● WHAT IS EXPECTED
Look below. Copy each line that has "Option" in it.

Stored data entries

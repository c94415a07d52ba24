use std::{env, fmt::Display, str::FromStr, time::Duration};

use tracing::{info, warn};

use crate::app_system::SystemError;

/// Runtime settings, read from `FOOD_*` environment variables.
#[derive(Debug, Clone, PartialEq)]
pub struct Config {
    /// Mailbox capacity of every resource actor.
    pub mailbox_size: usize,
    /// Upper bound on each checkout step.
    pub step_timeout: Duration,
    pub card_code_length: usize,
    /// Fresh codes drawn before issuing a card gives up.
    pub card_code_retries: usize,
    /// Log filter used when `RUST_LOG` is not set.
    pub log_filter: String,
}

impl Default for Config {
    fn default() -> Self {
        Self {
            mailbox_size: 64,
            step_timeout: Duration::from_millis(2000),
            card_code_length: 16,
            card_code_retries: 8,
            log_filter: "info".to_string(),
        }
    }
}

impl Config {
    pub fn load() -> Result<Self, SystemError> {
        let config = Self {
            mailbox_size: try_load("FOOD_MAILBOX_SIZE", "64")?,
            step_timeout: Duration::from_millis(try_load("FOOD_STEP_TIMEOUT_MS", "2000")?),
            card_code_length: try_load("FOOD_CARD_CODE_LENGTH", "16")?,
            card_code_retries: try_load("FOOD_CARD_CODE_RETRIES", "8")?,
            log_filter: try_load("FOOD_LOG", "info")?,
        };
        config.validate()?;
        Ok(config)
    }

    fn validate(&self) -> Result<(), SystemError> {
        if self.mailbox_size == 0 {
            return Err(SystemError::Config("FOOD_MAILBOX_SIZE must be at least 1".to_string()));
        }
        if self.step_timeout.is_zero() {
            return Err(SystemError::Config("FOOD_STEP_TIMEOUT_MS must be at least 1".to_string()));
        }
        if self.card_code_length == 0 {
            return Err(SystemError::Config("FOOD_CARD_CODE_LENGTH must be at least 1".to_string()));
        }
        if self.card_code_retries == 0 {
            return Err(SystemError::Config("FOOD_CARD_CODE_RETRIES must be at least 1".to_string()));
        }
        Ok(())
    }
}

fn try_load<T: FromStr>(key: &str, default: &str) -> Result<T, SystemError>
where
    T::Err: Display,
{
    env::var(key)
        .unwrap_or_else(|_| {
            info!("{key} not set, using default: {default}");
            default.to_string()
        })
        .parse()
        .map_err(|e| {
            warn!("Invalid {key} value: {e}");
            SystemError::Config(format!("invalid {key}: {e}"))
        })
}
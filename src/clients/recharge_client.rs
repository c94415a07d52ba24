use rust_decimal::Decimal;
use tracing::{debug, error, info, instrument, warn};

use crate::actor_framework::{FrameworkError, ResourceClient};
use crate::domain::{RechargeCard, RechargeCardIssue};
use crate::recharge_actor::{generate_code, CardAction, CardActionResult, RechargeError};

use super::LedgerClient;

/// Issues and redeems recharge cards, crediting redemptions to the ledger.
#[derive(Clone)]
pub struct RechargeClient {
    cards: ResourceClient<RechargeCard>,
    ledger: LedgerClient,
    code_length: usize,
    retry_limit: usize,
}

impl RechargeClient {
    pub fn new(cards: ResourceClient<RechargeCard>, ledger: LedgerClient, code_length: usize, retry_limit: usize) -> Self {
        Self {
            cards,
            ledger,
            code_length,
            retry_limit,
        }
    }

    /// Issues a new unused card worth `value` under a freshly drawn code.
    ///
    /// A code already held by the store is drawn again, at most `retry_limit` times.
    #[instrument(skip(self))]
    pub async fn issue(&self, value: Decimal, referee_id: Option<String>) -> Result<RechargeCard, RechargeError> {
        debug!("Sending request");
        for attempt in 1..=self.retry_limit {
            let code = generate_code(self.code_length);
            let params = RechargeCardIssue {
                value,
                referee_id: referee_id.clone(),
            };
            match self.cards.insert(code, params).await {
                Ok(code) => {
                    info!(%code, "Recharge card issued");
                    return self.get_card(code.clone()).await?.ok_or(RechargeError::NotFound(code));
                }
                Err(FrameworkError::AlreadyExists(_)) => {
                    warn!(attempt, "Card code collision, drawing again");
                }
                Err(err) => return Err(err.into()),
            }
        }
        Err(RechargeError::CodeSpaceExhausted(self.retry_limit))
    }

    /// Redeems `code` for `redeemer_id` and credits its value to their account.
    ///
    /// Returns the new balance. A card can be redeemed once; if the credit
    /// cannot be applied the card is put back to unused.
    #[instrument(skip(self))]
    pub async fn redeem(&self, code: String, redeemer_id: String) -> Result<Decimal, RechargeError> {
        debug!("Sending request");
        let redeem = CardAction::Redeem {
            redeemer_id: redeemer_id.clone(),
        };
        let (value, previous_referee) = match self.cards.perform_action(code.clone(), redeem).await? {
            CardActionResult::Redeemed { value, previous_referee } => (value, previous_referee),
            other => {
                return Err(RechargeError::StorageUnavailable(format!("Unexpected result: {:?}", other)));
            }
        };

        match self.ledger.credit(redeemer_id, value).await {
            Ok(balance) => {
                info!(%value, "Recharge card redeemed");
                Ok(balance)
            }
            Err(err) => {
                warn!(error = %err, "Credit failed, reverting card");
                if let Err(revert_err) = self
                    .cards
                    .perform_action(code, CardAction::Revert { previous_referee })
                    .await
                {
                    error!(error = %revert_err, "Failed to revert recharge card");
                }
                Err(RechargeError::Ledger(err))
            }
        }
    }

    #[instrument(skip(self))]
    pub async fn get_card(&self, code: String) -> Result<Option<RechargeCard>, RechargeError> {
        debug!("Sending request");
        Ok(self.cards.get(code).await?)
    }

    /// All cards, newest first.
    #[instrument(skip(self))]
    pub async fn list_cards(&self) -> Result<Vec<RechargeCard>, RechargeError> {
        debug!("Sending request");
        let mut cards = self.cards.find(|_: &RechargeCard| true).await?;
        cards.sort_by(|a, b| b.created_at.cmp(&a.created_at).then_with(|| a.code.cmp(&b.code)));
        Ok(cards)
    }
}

● ANSWER SECTION
    pub async fn issue(&self, value: Decimal, referee_id: Option<String>) -> Result<RechargeCard, RechargeError> {
    pub async fn get_card(&self, code: String) -> Result<Option<RechargeCard>, RechargeError> {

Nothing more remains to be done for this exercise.